• _WHAT YOU HAVE TO DO_
The answer is the number of lines in the data that contain the word "TreeEnsembleForecaster"; give it alone.

• _PROVIDED MATERIAL_
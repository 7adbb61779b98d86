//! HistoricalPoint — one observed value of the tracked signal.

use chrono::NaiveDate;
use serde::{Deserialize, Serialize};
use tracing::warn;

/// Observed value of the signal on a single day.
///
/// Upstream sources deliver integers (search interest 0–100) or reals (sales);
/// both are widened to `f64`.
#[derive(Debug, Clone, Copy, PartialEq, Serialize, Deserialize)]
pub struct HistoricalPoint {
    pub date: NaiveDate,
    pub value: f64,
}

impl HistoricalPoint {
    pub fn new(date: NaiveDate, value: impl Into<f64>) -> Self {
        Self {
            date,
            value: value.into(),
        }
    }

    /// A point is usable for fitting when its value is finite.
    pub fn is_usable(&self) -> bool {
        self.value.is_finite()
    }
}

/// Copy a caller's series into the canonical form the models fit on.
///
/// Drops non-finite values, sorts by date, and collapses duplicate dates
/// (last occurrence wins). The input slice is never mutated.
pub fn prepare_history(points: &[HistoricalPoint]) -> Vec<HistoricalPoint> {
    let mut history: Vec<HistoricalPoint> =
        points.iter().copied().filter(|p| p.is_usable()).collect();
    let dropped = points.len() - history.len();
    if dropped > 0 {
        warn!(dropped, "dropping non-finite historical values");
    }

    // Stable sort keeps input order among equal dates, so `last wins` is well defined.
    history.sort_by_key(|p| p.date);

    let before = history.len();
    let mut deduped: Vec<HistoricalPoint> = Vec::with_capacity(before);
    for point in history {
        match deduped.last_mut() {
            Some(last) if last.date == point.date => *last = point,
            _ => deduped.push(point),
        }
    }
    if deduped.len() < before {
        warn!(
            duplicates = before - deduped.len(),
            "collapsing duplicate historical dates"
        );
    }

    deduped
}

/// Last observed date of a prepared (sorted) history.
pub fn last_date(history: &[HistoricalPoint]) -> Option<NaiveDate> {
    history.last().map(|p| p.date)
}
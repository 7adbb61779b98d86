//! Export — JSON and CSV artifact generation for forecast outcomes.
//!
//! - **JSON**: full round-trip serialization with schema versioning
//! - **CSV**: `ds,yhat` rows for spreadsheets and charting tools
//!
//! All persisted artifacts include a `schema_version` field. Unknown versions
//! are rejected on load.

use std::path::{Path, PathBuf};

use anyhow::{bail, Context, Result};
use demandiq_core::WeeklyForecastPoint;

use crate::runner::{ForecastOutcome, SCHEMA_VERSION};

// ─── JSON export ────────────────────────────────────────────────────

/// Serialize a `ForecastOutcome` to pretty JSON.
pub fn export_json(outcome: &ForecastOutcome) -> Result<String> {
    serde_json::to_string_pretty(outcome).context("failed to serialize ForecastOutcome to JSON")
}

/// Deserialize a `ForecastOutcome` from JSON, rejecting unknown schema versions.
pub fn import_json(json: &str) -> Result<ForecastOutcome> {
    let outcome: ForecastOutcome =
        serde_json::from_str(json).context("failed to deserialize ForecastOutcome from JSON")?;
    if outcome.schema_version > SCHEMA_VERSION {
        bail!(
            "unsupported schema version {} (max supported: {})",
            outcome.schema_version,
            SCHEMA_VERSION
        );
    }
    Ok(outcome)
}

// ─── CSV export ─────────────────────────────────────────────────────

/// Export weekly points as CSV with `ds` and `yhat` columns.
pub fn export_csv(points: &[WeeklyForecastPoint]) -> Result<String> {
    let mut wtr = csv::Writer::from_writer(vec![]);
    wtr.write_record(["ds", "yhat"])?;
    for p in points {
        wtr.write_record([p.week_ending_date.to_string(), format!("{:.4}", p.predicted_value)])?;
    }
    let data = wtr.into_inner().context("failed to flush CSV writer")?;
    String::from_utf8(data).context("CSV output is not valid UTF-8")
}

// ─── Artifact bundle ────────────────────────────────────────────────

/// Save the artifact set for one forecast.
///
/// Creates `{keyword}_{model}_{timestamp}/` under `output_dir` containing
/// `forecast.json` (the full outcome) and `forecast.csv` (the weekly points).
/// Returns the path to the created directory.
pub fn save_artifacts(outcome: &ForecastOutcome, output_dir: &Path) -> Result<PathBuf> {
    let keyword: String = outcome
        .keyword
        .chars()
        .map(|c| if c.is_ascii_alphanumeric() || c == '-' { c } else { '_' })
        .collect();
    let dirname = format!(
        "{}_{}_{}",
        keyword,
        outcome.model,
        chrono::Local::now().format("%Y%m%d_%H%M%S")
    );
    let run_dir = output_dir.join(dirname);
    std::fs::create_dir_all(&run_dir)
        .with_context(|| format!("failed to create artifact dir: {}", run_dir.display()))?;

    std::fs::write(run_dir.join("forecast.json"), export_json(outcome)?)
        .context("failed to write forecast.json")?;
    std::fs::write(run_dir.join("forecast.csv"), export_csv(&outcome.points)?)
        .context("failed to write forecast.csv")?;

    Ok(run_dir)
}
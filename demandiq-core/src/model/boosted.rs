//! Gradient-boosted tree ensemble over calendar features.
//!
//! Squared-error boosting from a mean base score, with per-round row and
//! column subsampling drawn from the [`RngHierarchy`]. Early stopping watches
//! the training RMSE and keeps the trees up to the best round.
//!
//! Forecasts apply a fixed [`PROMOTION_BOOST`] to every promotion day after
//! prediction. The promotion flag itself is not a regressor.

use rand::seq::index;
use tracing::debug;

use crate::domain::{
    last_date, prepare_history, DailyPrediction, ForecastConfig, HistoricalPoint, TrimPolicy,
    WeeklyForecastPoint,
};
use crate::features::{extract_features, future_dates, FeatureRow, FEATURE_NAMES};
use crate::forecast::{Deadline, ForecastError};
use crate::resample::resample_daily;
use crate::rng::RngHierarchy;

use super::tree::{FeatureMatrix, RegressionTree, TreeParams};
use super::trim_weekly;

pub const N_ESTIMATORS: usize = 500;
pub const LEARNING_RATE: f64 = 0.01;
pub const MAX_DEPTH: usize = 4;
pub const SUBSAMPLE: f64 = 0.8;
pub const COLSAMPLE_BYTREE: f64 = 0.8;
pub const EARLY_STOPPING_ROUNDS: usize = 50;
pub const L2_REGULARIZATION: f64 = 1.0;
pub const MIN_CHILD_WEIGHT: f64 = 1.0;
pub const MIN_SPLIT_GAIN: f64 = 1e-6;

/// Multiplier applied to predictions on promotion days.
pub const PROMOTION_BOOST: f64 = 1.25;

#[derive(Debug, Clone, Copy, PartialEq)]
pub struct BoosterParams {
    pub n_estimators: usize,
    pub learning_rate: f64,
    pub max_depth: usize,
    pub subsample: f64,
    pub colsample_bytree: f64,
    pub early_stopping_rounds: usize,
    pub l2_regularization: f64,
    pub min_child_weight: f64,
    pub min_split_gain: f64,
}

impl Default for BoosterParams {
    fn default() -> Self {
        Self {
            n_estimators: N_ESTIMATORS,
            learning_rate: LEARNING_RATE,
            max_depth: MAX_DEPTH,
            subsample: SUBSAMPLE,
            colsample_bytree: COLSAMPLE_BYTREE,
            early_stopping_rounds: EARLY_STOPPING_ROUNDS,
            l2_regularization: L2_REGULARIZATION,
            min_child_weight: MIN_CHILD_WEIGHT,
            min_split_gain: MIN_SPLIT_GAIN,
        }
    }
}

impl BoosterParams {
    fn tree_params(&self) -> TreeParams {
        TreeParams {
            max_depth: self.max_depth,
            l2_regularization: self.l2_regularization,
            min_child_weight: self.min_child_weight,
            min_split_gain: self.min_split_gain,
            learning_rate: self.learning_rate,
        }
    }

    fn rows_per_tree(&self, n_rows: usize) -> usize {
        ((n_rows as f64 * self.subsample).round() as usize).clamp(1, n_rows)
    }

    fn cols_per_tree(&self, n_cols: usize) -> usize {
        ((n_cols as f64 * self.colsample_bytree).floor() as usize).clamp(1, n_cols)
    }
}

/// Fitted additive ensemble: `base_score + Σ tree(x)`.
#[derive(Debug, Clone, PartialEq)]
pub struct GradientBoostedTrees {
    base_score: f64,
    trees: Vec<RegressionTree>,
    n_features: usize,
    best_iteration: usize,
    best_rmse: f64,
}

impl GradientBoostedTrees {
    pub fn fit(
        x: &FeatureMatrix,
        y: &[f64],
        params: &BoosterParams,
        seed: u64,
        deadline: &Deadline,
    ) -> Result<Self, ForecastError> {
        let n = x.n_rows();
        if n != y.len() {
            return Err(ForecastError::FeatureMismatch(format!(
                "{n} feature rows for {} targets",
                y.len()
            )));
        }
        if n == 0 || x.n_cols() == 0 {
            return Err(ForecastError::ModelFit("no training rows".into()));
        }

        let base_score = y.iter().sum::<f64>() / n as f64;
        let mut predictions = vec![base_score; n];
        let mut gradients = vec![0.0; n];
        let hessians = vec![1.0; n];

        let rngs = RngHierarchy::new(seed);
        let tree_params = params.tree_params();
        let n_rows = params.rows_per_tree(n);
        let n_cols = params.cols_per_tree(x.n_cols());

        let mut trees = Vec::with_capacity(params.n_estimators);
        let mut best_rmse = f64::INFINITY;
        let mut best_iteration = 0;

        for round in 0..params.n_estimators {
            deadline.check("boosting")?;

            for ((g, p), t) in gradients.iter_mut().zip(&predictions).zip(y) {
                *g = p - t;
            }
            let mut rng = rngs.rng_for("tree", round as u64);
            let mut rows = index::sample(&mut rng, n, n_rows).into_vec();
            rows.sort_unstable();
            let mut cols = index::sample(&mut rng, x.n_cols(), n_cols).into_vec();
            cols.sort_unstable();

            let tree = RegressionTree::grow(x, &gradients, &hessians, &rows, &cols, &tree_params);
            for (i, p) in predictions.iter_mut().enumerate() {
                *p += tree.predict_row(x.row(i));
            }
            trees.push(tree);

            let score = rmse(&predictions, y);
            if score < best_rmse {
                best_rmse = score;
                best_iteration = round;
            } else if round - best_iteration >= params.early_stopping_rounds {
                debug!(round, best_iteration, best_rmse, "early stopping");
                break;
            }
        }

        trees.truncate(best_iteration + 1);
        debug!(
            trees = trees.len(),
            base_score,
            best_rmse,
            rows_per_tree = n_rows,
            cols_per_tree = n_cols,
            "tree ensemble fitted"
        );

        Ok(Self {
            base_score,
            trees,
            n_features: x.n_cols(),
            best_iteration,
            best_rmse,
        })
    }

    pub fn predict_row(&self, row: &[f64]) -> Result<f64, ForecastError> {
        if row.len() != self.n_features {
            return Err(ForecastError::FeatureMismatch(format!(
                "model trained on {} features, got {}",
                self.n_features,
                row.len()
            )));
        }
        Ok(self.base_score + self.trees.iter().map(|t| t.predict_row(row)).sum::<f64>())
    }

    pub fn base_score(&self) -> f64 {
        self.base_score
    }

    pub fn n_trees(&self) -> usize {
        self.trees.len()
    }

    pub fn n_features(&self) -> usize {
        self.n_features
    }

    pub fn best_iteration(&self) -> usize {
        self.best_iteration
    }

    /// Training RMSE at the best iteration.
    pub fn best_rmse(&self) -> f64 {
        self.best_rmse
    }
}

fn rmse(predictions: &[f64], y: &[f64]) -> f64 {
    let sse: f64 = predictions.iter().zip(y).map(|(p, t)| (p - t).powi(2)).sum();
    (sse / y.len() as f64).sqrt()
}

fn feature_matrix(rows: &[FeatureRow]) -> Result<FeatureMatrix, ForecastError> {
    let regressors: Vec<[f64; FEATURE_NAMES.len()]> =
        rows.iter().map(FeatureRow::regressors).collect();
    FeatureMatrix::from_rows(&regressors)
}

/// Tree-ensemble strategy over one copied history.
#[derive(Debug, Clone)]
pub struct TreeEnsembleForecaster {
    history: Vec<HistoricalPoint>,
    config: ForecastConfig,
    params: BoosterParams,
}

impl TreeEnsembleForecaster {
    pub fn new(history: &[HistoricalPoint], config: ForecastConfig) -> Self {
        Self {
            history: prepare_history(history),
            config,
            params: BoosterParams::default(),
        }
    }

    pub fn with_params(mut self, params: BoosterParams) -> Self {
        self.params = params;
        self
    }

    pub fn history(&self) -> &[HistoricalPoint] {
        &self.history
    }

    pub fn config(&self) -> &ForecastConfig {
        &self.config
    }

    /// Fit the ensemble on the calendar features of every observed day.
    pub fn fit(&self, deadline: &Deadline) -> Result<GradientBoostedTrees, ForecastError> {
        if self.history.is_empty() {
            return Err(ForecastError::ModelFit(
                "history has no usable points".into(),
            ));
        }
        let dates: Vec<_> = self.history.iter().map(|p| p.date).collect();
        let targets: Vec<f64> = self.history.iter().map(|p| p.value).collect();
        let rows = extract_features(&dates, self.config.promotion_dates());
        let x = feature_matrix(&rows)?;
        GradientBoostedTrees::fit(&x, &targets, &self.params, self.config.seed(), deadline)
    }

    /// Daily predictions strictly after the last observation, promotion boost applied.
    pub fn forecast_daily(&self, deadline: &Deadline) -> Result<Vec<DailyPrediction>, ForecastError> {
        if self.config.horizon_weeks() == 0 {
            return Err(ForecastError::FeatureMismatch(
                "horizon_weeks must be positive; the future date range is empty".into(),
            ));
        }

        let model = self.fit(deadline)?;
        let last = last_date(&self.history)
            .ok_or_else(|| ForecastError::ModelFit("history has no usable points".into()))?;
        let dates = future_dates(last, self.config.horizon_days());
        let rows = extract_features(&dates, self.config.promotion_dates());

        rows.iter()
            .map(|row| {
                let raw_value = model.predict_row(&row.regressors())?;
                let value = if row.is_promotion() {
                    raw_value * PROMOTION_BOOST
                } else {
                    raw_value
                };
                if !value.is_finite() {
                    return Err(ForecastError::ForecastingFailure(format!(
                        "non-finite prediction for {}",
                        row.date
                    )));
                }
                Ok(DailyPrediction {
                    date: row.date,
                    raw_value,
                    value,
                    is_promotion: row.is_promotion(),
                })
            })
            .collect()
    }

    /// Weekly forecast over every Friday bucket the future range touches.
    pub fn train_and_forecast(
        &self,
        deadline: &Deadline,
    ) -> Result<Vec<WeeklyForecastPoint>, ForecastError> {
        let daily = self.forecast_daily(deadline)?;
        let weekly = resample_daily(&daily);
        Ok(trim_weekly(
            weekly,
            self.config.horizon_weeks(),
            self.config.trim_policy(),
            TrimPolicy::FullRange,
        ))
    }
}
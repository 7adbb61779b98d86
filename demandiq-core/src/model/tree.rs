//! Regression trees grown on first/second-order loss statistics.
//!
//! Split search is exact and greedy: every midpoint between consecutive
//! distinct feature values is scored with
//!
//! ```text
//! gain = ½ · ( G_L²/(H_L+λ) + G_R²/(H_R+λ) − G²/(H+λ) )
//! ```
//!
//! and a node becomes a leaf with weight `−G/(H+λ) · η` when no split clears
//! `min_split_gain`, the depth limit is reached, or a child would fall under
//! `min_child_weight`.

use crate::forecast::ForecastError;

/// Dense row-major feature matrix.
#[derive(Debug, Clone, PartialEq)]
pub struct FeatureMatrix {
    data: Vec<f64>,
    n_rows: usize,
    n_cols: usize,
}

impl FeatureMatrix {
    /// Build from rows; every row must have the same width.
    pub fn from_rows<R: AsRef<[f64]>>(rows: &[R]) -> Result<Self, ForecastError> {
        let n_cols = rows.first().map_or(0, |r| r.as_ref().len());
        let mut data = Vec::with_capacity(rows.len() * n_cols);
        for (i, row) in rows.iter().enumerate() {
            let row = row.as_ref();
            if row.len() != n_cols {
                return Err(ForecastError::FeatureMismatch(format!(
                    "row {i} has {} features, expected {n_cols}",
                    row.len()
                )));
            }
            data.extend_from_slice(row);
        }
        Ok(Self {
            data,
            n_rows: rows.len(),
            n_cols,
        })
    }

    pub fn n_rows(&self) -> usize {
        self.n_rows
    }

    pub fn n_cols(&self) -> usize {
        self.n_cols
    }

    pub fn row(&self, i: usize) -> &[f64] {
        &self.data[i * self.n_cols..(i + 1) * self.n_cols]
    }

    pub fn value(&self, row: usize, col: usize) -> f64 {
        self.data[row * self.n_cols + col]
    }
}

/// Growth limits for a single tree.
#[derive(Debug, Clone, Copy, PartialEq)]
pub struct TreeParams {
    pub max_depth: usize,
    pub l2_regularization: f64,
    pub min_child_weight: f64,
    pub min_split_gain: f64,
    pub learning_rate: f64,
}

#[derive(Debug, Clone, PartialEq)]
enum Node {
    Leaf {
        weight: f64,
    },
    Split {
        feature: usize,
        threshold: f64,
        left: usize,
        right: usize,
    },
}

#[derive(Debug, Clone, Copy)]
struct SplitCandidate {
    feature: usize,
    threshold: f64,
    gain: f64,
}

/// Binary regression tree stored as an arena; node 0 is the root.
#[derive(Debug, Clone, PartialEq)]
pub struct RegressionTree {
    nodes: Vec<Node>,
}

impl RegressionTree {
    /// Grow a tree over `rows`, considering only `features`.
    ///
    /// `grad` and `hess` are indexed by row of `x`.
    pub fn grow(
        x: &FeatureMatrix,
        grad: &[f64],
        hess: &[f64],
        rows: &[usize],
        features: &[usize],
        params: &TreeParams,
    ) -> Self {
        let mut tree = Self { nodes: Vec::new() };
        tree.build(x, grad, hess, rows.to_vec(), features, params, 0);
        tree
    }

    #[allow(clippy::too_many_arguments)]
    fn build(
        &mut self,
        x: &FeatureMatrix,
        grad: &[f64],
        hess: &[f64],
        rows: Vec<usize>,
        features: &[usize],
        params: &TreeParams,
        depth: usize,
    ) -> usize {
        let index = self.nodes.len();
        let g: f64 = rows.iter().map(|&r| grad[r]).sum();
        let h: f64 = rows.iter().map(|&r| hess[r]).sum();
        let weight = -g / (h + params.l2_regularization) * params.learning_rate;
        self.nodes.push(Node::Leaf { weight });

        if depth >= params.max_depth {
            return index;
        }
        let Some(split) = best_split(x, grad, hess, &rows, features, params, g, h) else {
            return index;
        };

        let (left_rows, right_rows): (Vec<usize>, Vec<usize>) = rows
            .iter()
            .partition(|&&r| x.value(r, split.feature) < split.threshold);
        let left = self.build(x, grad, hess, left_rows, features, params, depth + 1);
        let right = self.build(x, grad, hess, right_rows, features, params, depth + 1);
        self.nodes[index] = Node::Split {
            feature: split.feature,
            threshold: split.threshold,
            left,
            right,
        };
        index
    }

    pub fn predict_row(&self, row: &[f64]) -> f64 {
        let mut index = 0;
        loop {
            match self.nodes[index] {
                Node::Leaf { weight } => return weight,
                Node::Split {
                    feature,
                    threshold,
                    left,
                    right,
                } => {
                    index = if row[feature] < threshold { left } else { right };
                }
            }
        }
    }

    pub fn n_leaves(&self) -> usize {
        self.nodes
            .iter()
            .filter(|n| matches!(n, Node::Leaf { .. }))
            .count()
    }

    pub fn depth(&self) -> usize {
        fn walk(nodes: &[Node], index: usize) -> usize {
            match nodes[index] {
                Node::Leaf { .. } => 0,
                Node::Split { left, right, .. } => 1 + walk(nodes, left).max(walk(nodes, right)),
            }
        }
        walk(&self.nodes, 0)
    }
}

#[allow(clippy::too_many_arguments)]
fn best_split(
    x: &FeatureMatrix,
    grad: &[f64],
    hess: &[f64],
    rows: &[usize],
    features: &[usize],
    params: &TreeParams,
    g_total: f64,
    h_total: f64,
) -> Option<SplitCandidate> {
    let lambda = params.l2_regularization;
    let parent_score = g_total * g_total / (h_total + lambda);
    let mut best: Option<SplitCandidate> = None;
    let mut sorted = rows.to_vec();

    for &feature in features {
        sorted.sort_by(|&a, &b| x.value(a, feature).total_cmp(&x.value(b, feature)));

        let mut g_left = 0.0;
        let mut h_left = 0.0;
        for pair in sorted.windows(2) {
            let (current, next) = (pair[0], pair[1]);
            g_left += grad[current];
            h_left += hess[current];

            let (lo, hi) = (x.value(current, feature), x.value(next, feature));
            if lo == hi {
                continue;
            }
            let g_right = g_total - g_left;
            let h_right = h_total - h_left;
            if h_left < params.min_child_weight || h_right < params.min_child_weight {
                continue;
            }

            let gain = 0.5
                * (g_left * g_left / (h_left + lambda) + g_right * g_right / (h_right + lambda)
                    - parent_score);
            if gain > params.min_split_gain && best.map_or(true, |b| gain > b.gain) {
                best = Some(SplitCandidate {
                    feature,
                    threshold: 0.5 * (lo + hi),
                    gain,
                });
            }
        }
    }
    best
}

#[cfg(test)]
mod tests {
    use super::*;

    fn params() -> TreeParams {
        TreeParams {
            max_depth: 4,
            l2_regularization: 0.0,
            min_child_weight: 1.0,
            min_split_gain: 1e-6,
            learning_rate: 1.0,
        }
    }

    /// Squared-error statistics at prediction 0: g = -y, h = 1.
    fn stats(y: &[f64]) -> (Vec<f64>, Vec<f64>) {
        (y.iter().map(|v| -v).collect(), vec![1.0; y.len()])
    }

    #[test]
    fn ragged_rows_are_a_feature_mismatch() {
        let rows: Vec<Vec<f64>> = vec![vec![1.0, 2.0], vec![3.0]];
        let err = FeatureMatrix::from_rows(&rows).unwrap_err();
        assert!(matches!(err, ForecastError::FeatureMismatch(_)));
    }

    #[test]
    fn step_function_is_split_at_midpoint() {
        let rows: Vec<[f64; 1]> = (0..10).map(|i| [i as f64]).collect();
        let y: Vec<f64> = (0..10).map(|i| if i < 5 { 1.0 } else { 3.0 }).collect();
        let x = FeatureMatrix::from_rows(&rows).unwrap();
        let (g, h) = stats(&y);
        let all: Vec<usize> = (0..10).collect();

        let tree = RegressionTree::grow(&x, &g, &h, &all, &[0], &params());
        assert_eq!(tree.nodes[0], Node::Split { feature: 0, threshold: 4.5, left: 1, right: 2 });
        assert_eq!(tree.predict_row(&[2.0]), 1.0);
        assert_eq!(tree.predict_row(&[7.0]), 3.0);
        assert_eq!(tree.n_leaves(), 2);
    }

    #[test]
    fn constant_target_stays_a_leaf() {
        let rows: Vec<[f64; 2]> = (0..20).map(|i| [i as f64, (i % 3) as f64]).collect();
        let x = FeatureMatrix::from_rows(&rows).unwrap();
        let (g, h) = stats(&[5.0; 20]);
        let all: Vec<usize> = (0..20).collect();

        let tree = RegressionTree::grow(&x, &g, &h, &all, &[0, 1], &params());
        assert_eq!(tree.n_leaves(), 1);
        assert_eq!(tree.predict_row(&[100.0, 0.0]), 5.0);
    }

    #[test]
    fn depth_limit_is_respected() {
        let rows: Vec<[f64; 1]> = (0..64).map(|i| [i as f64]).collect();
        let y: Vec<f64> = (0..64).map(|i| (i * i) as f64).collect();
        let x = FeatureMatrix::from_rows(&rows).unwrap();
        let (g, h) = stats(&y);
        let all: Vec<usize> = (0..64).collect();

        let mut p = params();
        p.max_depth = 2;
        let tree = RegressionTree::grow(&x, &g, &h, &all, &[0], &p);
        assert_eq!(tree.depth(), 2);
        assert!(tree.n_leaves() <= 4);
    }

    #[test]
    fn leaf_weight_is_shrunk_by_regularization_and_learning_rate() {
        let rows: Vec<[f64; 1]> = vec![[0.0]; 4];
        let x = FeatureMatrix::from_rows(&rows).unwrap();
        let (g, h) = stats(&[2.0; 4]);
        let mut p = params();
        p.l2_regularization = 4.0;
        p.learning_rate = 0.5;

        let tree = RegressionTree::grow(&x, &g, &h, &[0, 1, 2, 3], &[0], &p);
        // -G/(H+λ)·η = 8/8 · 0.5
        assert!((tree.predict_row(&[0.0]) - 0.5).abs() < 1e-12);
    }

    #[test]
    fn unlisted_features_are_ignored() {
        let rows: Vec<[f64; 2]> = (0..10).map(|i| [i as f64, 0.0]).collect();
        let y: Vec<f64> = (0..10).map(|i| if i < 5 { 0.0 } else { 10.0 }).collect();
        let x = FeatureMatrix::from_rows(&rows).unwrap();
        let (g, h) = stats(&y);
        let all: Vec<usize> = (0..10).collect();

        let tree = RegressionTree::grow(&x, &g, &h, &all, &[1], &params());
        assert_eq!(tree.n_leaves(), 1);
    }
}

• _RESPONSE_
2